IrishCentral reports:

Our ancient Irish ancestors carved images of an ancient eclipse into giant stones over 5,000 years ago, on November 30, 3340 BC to be exact. This is the oldest known recorded solar eclipse in history. The illustrations are found on the Stone Age “Cairn L,” on Carbane West, at Loughcrew, outside Kells, in County Meath. The landscape of rolling hills is littered with Neolithic monuments. Some say that originally there were at least 40 to 50 monuments, but others say the figure was more like 100.

“Cairn L” received a mention in Astronomy Ireland’s article: “Irish Recorded Oldest Known Eclipse 5355 Years Ago.” They write that the Irish Neolithic astronomer priests recorded the events on three stones relating to the eclipse, as seen from that location.
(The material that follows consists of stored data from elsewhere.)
//! Exam Session
//!
//! Wires the integrity engine for one exam attempt:
//! - Camera frames -> classifier -> debouncer -> ledger
//! - Visibility events -> focus monitor
//! - Timer ticks -> exam clock
//!
//! Timer expiry, the tab switch limit, the optional camera limit, and manual
//! submission all converge on one guarded termination path that reconciles
//! the evidence and calls the submission client at most once.

mod config;
mod driver;
mod guard;
mod notice;
mod session;

pub use config::SessionConfig;
pub use driver::drive_countdown;
pub use guard::TerminationGuard;
pub use notice::{
    Notice, Notifier, ProctorEvent, SubmissionClient, SubmissionPayload, TerminationReason,
    TracingNotifier,
};
pub use session::{FrameReport, ProctorSession, SessionOutcome};

use thiserror::Error;

/// Session setup errors
#[derive(Error, Debug)]
pub enum SessionError {
    #[error("Face monitor: {0}")]
    Monitor(#[from] face_monitor::MonitorError),

    #[error("Focus monitor: {0}")]
    Focus(#[from] focus_monitor::FocusError),

    #[error("Reconciler: {0}")]
    Reconcile(#[from] reconciler::ReconcileError),

    #[error("Configuration error: {0}")]
    Config(String),
}

/// Submission failures reported by the external API client
#[derive(Error, Debug, Clone)]
pub enum SubmitError {
    #[error("Transport error: {0}")]
    Transport(String),

    #[error("Submission rejected ({status}): {message}")]
    Rejected { status: u16, message: String },
}
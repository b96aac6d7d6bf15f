//! Violation Ledger
//!
//! Authoritative accumulation of confirmed camera events for one exam
//! session. Every mutation is mirrored to the durable side-store and read
//! back; a failed write is retried once, after which the in-memory copy
//! stays authoritative for the rest of the session.

use proctor_types::{ExamId, ViolationStats, ViolationType};
use serde::{Deserialize, Serialize};
use std::sync::Arc;
use storage::{SideStore, StorageError};
use thiserror::Error;
use tracing::{debug, error, info, warn};

/// Ledger errors
#[derive(Debug, Error)]
pub enum LedgerError {
    #[error("Storage error: {0}")]
    Storage(#[from] StorageError),
    #[error("Serialization error: {0}")]
    Serialization(String),
    #[error("Verification failed for {0}")]
    Verification(String),
}

/// Result of recording one confirmed event
#[derive(Debug, Clone, Copy, PartialEq, Eq)]
pub struct RecordOutcome {
    pub stats: ViolationStats,
    /// False when the durable mirror could not be verified after the retry
    pub persisted: bool,
}

/// Immutable view handed to the reconciler
#[derive(Debug, Clone, Copy, PartialEq, Eq, Serialize, Deserialize)]
#[serde(rename_all = "camelCase")]
pub struct LedgerSnapshot {
    pub stats: ViolationStats,
    pub tab_switch_count: u32,
}

/// Per-session violation ledger
pub struct ViolationLedger {
    exam_id: ExamId,
    store: Arc<dyn SideStore>,
    stats: ViolationStats,
    persist_failures: u32,
}

impl ViolationLedger {
    /// Start a ledger, adopting any durable snapshot left by an earlier page load
    pub fn load(exam_id: ExamId, store: Arc<dyn SideStore>) -> Self {
        let stats = match read_stats(store.as_ref(), &exam_id) {
            Ok(Some(mut stats)) => {
                if let Some(previous) = stats.repair() {
                    warn!(
                        "Stored total {} disagrees with per-type sum {}, repaired",
                        previous, stats.total_violations
                    );
                }
                info!(
                    "Resumed ledger for exam {}: {} violations, {} warnings",
                    exam_id, stats.total_violations, stats.total_warnings
                );
                stats
            }
            Ok(None) => {
                debug!("No stored ledger for exam {}", exam_id);
                ViolationStats::default()
            }
            Err(e) => {
                warn!("Discarding unreadable ledger for exam {}: {}", exam_id, e);
                ViolationStats::default()
            }
        };

        Self {
            exam_id,
            store,
            stats,
            persist_failures: 0,
        }
    }

    /// Apply one confirmed event and mirror the result
    pub fn record(&mut self, kind: ViolationType, is_warning: bool) -> RecordOutcome {
        self.stats.apply(kind, is_warning);
        debug_assert!(self.stats.is_consistent());

        let result = match self.persist() {
            Ok(()) => Ok(()),
            Err(first) => {
                warn!("Ledger write for exam {} not verified ({}), retrying", self.exam_id, first);
                self.persist()
            }
        };

        let persisted = match result {
            Ok(()) => true,
            Err(e) => {
                self.persist_failures += 1;
                error!(
                    "Ledger for exam {} not persisted after retry: {} (in-memory copy stays authoritative)",
                    self.exam_id, e
                );
                false
            }
        };

        RecordOutcome {
            stats: self.stats,
            persisted,
        }
    }

    pub fn stats(&self) -> ViolationStats {
        self.stats
    }

    pub fn snapshot(&self, tab_switch_count: u32) -> LedgerSnapshot {
        LedgerSnapshot {
            stats: self.stats,
            tab_switch_count,
        }
    }

    /// Writes that could not be verified even after the retry
    pub fn persist_failures(&self) -> u32 {
        self.persist_failures
    }

    pub fn exam_id(&self) -> &ExamId {
        &self.exam_id
    }

    /// Remove the durable copy (after a successful submission)
    pub fn clear(&self) -> Result<(), LedgerError> {
        self.store.remove(&self.exam_id.stats_key())?;
        self.store.remove(&self.exam_id.violations_key())?;
        Ok(())
    }

    fn persist(&self) -> Result<(), LedgerError> {
        let stats_key = self.exam_id.stats_key();
        let violations_key = self.exam_id.violations_key();
        let stats_json = serde_json::to_string(&self.stats)
            .map_err(|e| LedgerError::Serialization(e.to_string()))?;
        let total = self.stats.total_violations.to_string();

        self.store.set(&violations_key, &total)?;
        self.store.set(&stats_key, &stats_json)?;

        if self.store.get(&violations_key)?.as_deref() != Some(total.as_str()) {
            return Err(LedgerError::Verification(violations_key));
        }
        if self.store.get(&stats_key)?.as_deref() != Some(stats_json.as_str()) {
            return Err(LedgerError::Verification(stats_key));
        }
        Ok(())
    }
}

/// Read the durable stats snapshot for an exam
pub fn read_stats(
    store: &dyn SideStore,
    exam_id: &ExamId,
) -> Result<Option<ViolationStats>, LedgerError> {
    match store.get(&exam_id.stats_key())? {
        Some(raw) => serde_json::from_str(&raw)
            .map(Some)
            .map_err(|e| LedgerError::Serialization(e.to_string())),
        None => Ok(None),
    }
}

#[cfg(test)]
mod tests {
    use super::*;
    use proptest::prelude::*;
    use std::sync::atomic::{AtomicU32, Ordering};
    use storage::MemoryStore;

    /// Store that silently drops the first `drops` writes
    struct LossyStore {
        inner: MemoryStore,
        drops: AtomicU32,
    }

    impl LossyStore {
        fn new(drops: u32) -> Self {
            Self {
                inner: MemoryStore::new(),
                drops: AtomicU32::new(drops),
            }
        }
    }

    impl SideStore for LossyStore {
        fn get(&self, key: &str) -> Result<Option<String>, StorageError> {
            self.inner.get(key)
        }

        fn set(&self, key: &str, value: &str) -> Result<(), StorageError> {
            let remaining = self.drops.load(Ordering::SeqCst);
            if remaining > 0 {
                self.drops.store(remaining - 1, Ordering::SeqCst);
                return Ok(());
            }
            self.inner.set(key, value)
        }

        fn remove(&self, key: &str) -> Result<(), StorageError> {
            self.inner.remove(key)
        }
    }

    /// Store whose writes always fail
    struct FullStore;

    impl SideStore for FullStore {
        fn get(&self, _key: &str) -> Result<Option<String>, StorageError> {
            Ok(None)
        }

        fn set(&self, _key: &str, _value: &str) -> Result<(), StorageError> {
            Err(StorageError::Unavailable("quota exceeded".into()))
        }

        fn remove(&self, _key: &str) -> Result<(), StorageError> {
            Ok(())
        }
    }

    fn exam() -> ExamId {
        ExamId::new("exam-42")
    }

    #[test]
    fn test_record_persists_both_keys() {
        let store = Arc::new(MemoryStore::new());
        let mut ledger = ViolationLedger::load(exam(), store.clone());

        let outcome = ledger.record(ViolationType::MultipleFaces, false);
        assert!(outcome.persisted);
        assert_eq!(outcome.stats.total_violations, 1);

        assert_eq!(
            store.get("exam_exam-42_violations").unwrap().as_deref(),
            Some("1")
        );
        let stored = read_stats(store.as_ref(), &exam()).unwrap().unwrap();
        assert_eq!(stored.violation_types.multiple_faces, 1);
    }

    #[test]
    fn test_warning_only_bumps_warnings() {
        let store = Arc::new(MemoryStore::new());
        let mut ledger = ViolationLedger::load(exam(), store);

        let outcome = ledger.record(ViolationType::LookingLeft, true);
        assert_eq!(outcome.stats.total_warnings, 1);
        assert_eq!(outcome.stats.total_violations, 0);
        assert_eq!(outcome.stats.violation_types.looking_left, 0);
    }

    #[test]
    fn test_load_adopts_and_repairs_durable_snapshot() {
        let store = Arc::new(MemoryStore::new());
        store
            .set(
                "exam_exam-42_stats",
                r#"{"totalViolations":9,"totalWarnings":1,"violationTypes":{"lookingLeft":4,"lookingRight":3}}"#,
            )
            .unwrap();

        let mut ledger = ViolationLedger::load(exam(), store);
        assert_eq!(ledger.stats().total_violations, 7);

        let outcome = ledger.record(ViolationType::FaceNotDetected, false);
        assert_eq!(outcome.stats.total_violations, 8);
        assert_eq!(outcome.stats.total_warnings, 1);
    }

    #[test]
    fn test_load_ignores_corrupt_snapshot() {
        let store = Arc::new(MemoryStore::new());
        store.set("exam_exam-42_stats", "{not json").unwrap();

        let ledger = ViolationLedger::load(exam(), store);
        assert_eq!(ledger.stats(), ViolationStats::default());
    }

    #[test]
    fn test_lost_write_is_retried() {
        let store = Arc::new(LossyStore::new(1));
        let mut ledger = ViolationLedger::load(exam(), store.clone());

        let outcome = ledger.record(ViolationType::FaceNotDetected, false);
        assert!(outcome.persisted);
        assert_eq!(ledger.persist_failures(), 0);
        assert!(read_stats(store.as_ref(), &exam()).unwrap().is_some());
    }

    #[test]
    fn test_persistent_failure_keeps_memory_authoritative() {
        let mut ledger = ViolationLedger::load(exam(), Arc::new(FullStore));

        let outcome = ledger.record(ViolationType::LookingRight, false);
        assert!(!outcome.persisted);
        assert_eq!(ledger.persist_failures(), 1);
        assert_eq!(ledger.stats().violation_types.looking_right, 1);
    }

    #[test]
    fn test_clear_removes_durable_copy() {
        let store = Arc::new(MemoryStore::new());
        let mut ledger = ViolationLedger::load(exam(), store.clone());
        ledger.record(ViolationType::LookingLeft, false);

        ledger.clear().unwrap();
        assert!(store.is_empty());
    }

    #[test]
    fn test_snapshot_carries_tab_switches() {
        let ledger = ViolationLedger::load(exam(), Arc::new(MemoryStore::new()));
        let snapshot = ledger.snapshot(3);
        assert_eq!(snapshot.tab_switch_count, 3);
        assert_eq!(snapshot.stats.total_violations, 0);
    }

    proptest! {
        #[test]
        fn durable_copy_stays_consistent(events in proptest::collection::vec((0usize..4, any::<bool>()), 1..40)) {
            let store = Arc::new(MemoryStore::new());
            let mut ledger = ViolationLedger::load(exam(), store.clone());

            for (i, warning) in events {
                ledger.record(ViolationType::ALL[i], warning);
            }

            let stored = read_stats(store.as_ref(), &exam()).unwrap().unwrap();
            prop_assert!(stored.is_consistent());
            prop_assert_eq!(stored, ledger.stats());
        }
    }
}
Researchers Jack Roberts and Martin Brennan found the sun illuminates a chamber in the monuments on November 1 and February 2, the cross-quarter days, which marked dates halfway between solstices and equinoxes.

A solar eclipse, May 20, 2012

November 1 is the end of summer, which is what Samhain means. The ancient Celts, who came later than the people who made the eclipse carving, considered Samhain the beginning of winter. Christians call it All Saints Day.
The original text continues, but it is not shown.